Re Mahmoud and Ispahani [1921] 2 KB 716

The effect of statutory illegality on contracts.


Under the Defence of the Realm Act 1914 an Order was made, titled the Seeds, Oils and Fats Order 1919 that said “a person shall not... buy or sell or otherwise deal in” linseed oil without a licence. The claimant had a licence to deal in linseed oil and sold 150 tons of oil to the defendant. The defendant had incorrectly told the claimant that they had a licence to deal in oil. In fact they did not. Later, the defendant refused to accept delivery of the oil, and the claimant sued for damages.  


The defendant argued that as he had no licence to deal in oil the contract was illegal under the 1919 Order. Consequently, the contract should be illegal and void. Therefore, the claimant could not sue for damages upon it. 
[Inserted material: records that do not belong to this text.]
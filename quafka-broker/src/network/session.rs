//! Server-side session tracking for accepted client transports.

use dashmap::DashMap;
use parking_lot::Mutex;
use quafka_core::{ConnectionId, Error, Result};
use std::{
    fmt,
    net::SocketAddr,
    sync::{
        atomic::{AtomicU64, Ordering},
        Arc,
    },
    time::{Duration, Instant},
};
use tracing::info;

/// Lifecycle of an accepted session.
#[derive(Debug, Clone, Copy, PartialEq, Eq)]
pub enum SessionState {
    /// Accepted, waiting for a worker permit
    Queued,
    /// Being served by a worker
    Active,
    /// Closed by the peer or by shutdown
    Closed,
    /// Ended by an I/O failure
    Error,
}

impl fmt::Display for SessionState {
    fn fmt(&self, f: &mut fmt::Formatter<'_>) -> fmt::Result {
        match self {
            Self::Queued => write!(f, "queued"),
            Self::Active => write!(f, "active"),
            Self::Closed => write!(f, "closed"),
            Self::Error => write!(f, "error"),
        }
    }
}

/// Counters for one session.
#[derive(Debug, Default)]
pub struct SessionStats {
    requests: AtomicU64,
    rejected: AtomicU64,
    bytes_received: AtomicU64,
    bytes_sent: AtomicU64,
}

impl SessionStats {
    /// Count one handled request line.
    pub fn record_request(&self, received: usize, sent: usize, rejected: bool) {
        self.requests.fetch_add(1, Ordering::Relaxed);
        if rejected {
            self.rejected.fetch_add(1, Ordering::Relaxed);
        }
        self.bytes_received.fetch_add(received as u64, Ordering::Relaxed);
        self.bytes_sent.fetch_add(sent as u64, Ordering::Relaxed);
    }

    /// Request lines handled.
    pub fn requests(&self) -> u64 {
        self.requests.load(Ordering::Relaxed)
    }

    /// Request lines answered with `HATA:`.
    pub fn rejected(&self) -> u64 {
        self.rejected.load(Ordering::Relaxed)
    }

    /// Bytes read from the peer.
    pub fn bytes_received(&self) -> u64 {
        self.bytes_received.load(Ordering::Relaxed)
    }

    /// Bytes written to the peer.
    pub fn bytes_sent(&self) -> u64 {
        self.bytes_sent.load(Ordering::Relaxed)
    }
}

/// One accepted client transport.
#[derive(Debug)]
pub struct Session {
    id: ConnectionId,
    peer: SocketAddr,
    state: Mutex<SessionState>,
    stats: SessionStats,
    accepted_at: Instant,
}

impl Session {
    /// Create a queued session for `peer`.
    pub fn new(peer: SocketAddr) -> Self {
        Self {
            id: ConnectionId::new(),
            peer,
            state: Mutex::new(SessionState::Queued),
            stats: SessionStats::default(),
            accepted_at: Instant::now(),
        }
    }

    /// Session identity.
    pub fn id(&self) -> ConnectionId {
        self.id
    }

    /// Remote address.
    pub fn peer(&self) -> SocketAddr {
        self.peer
    }

    /// Current state.
    pub fn state(&self) -> SessionState {
        *self.state.lock()
    }

    /// Move to `state`.
    pub fn set_state(&self, state: SessionState) {
        *self.state.lock() = state;
    }

    /// Session counters.
    pub fn stats(&self) -> &SessionStats {
        &self.stats
    }

    /// Time since accept.
    pub fn age(&self) -> Duration {
        self.accepted_at.elapsed()
    }
}

/// Registry of live sessions, bounded by `max_sessions`.
#[derive(Debug)]
pub struct SessionRegistry {
    sessions: DashMap<ConnectionId, Arc<Session>>,
    max_sessions: usize,
    accepted: AtomicU64,
}

impl SessionRegistry {
    /// Registry admitting at most `max_sessions` concurrent sessions.
    pub fn new(max_sessions: usize) -> Self {
        Self { sessions: DashMap::new(), max_sessions, accepted: AtomicU64::new(0) }
    }

    /// Track a new session.
    ///
    /// # Errors
    /// Returns `POOL_FULL` when the registry is at capacity.
    pub fn register(&self, session: Session) -> Result<Arc<Session>> {
        if self.sessions.len() >= self.max_sessions {
            return Err(Error::pool_full(format!(
                "session limit of {} reached",
                self.max_sessions
            )));
        }

        let session = Arc::new(session);
        self.sessions.insert(session.id(), Arc::clone(&session));
        self.accepted.fetch_add(1, Ordering::Relaxed);
        Ok(session)
    }

    /// Stop tracking a session.
    pub fn remove(&self, id: ConnectionId) -> Option<Arc<Session>> {
        let (_, session) = self.sessions.remove(&id)?;
        info!(
            "Session {} from {} closed after {} requests ({:?})",
            id,
            session.peer(),
            session.stats().requests(),
            session.age()
        );
        Some(session)
    }

    /// Look up a session.
    pub fn get(&self, id: ConnectionId) -> Option<Arc<Session>> {
        self.sessions.get(&id).map(|entry| Arc::clone(entry.value()))
    }

    /// Live sessions.
    pub fn active_count(&self) -> usize {
        self.sessions.len()
    }

    /// Sessions accepted since start.
    pub fn total_accepted(&self) -> u64 {
        self.accepted.load(Ordering::Relaxed)
    }

    /// Whether another session would be admitted.
    pub fn can_accept(&self) -> bool {
        self.sessions.len() < self.max_sessions
    }

    /// Identities of all live sessions.
    pub fn ids(&self) -> Vec<ConnectionId> {
        self.sessions.iter().map(|entry| *entry.key()).collect()
    }
}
The Court of Appeal held that the claimant could not sue upon the contract as it was illegal. Banks LJ said:

“it is open to a party however shabby it may appear to be to say that the Legislature has prohibited the contract, and therefore it is a case in which the court will not lend its aid to the enforcement of the contract “.
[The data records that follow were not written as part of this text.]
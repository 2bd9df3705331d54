//! Network handling for client connections.
//!
//! ## Key Components
//! - [`TcpServer`] - server lifecycle with a background accept task
//! - [`TcpListener`] - bound socket, accept loop and per-session line handling
//! - [`SessionRegistry`] - bounded tracking of accepted sessions
//!
//! ## Examples
//!
//! ```rust,no_run
//! use quafka_broker::network::TcpServerBuilder;
//! use quafka_broker::routing::RequestRouter;
//! use quafka_broker::topic::TopicStore;
//! use quafka_core::Topic;
//! use std::sync::Arc;
//!
//! # async fn example() -> Result<(), Box<dyn std::error::Error>> {
//! let router = RequestRouter::new(Arc::new(TopicStore::new()), Topic::new("default-topic")?);
//! let mut server = TcpServerBuilder::new().bind("127.0.0.1", 0).build(router)?;
//! let addr = server.start().await?;
//! println!("listening on {addr}");
//! server.stop().await?;
//! # Ok(())
//! # }
//! ```

pub mod listener;
pub mod server;
pub mod session;

pub use listener::TcpListener;
pub use server::{TcpServer, TcpServerBuilder};
pub use session::{Session, SessionRegistry, SessionState, SessionStats};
Here, the Order expressly prohibited the type of contract the parties had entered into.  Therefore, to enforce this would undermine the purpose of the statute. Atkin LJ said that a court could also infer a prohibition if the statute in question imposed a penalty upon someone entering into that particular contract.  However, the terms of the statute would have to be examined very carefully.